**TO DO:** Your task is to gather the lines below that hold the string "Failed".

(Collected data)
++++++++++++++++++++

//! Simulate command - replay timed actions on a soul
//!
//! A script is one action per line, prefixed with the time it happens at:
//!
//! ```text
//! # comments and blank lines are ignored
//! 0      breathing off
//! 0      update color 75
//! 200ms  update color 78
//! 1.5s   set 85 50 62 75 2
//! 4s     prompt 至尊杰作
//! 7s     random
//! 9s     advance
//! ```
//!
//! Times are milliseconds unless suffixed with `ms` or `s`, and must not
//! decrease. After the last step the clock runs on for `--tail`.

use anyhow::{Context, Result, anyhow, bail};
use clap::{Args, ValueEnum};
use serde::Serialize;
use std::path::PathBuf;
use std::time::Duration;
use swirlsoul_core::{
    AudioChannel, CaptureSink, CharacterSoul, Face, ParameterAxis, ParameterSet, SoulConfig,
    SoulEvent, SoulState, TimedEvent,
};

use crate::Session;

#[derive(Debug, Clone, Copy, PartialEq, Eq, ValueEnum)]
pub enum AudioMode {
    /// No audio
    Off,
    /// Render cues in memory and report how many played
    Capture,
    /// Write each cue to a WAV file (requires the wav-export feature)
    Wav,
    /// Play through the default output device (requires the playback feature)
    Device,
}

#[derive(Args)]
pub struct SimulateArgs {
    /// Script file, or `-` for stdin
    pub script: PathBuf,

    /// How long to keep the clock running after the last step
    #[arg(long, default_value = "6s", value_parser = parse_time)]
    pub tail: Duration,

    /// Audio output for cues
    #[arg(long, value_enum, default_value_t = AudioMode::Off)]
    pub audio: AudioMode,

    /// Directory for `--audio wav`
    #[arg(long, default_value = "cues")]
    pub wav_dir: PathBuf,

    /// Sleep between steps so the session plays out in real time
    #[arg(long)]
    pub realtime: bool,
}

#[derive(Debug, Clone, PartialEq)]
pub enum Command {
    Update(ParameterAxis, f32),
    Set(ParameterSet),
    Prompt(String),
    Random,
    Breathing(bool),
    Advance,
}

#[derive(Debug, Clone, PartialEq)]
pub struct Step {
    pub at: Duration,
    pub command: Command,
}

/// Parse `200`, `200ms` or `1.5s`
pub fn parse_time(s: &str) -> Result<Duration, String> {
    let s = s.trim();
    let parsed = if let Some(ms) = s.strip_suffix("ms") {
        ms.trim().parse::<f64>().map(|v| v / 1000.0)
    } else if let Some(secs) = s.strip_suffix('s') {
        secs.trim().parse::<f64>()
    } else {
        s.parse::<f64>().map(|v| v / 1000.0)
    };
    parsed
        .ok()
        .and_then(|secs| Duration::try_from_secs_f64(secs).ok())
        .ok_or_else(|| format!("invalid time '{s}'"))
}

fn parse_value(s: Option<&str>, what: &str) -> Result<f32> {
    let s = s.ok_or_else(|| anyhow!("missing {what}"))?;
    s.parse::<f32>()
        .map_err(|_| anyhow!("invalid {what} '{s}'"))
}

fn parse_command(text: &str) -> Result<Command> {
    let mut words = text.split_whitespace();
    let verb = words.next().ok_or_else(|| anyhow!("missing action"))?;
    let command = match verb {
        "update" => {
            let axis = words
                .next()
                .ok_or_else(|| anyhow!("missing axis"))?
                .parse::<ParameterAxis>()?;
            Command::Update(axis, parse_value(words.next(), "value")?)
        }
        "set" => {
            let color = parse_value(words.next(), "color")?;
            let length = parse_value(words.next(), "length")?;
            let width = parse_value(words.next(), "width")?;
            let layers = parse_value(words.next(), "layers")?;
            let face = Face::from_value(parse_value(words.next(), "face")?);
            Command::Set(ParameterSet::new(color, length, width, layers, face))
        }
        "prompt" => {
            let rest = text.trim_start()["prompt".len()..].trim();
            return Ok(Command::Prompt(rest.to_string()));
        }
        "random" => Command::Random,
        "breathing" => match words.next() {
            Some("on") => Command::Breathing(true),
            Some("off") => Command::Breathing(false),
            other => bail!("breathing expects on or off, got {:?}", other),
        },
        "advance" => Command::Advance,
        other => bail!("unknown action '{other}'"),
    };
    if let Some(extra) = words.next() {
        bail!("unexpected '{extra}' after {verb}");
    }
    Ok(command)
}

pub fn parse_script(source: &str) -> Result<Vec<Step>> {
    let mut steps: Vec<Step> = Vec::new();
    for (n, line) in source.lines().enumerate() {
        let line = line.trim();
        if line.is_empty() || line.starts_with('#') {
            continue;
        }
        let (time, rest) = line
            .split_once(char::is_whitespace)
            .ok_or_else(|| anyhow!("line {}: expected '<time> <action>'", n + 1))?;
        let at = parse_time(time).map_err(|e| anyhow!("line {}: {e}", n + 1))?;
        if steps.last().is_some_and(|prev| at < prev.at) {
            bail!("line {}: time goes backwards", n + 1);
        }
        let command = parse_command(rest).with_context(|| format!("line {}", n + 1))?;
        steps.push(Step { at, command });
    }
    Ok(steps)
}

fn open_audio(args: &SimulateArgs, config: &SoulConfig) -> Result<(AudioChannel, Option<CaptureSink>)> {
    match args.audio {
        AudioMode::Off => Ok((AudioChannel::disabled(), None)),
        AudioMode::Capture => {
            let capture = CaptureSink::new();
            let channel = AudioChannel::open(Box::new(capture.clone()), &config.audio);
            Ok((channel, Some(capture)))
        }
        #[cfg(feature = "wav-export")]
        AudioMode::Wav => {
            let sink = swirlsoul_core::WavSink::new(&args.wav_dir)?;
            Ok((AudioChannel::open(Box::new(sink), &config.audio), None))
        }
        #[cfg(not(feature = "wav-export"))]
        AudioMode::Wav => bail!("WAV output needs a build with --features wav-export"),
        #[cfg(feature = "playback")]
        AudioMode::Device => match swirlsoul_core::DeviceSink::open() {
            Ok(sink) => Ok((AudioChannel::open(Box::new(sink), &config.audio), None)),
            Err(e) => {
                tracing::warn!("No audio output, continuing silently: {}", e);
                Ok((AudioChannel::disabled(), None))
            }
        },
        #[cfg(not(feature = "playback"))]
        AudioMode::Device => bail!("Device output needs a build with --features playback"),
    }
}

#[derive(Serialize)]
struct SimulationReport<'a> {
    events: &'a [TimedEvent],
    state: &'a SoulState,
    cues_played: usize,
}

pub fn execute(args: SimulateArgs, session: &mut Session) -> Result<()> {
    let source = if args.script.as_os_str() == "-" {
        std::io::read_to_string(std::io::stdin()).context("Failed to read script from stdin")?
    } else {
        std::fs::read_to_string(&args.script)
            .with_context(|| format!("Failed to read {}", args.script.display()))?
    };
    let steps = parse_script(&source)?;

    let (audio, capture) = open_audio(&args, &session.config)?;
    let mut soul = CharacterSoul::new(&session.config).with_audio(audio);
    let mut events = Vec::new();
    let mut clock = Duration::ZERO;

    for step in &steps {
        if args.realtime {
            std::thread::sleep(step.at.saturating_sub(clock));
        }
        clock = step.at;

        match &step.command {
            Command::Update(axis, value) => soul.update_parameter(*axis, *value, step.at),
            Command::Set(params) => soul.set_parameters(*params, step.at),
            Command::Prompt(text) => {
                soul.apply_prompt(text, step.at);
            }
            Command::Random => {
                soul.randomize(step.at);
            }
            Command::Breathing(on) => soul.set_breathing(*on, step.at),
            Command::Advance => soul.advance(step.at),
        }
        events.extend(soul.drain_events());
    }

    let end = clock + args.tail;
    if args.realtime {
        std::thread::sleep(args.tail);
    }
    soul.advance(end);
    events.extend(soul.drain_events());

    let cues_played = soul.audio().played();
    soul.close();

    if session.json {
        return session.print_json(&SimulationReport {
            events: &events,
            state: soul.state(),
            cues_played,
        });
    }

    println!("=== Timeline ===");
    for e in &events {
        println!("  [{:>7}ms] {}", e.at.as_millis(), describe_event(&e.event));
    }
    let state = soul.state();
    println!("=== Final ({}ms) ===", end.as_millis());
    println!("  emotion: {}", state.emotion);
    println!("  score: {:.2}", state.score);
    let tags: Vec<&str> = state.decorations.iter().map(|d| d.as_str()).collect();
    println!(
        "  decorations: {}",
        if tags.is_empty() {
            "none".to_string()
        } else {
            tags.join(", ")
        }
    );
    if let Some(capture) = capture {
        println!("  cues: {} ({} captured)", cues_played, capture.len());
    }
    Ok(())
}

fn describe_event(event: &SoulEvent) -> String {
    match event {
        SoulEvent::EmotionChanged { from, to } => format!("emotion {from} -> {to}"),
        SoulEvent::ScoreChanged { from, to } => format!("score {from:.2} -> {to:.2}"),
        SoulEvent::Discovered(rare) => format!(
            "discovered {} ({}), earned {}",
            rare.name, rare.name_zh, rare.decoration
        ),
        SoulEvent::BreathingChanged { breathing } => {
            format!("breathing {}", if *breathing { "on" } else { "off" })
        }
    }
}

++++++++++++++++++++

**ANSWER BOX:**
        std::io::read_to_string(std::io::stdin()).context("Failed to read script from stdin")?
            .with_context(|| format!("Failed to read {}", args.script.display()))?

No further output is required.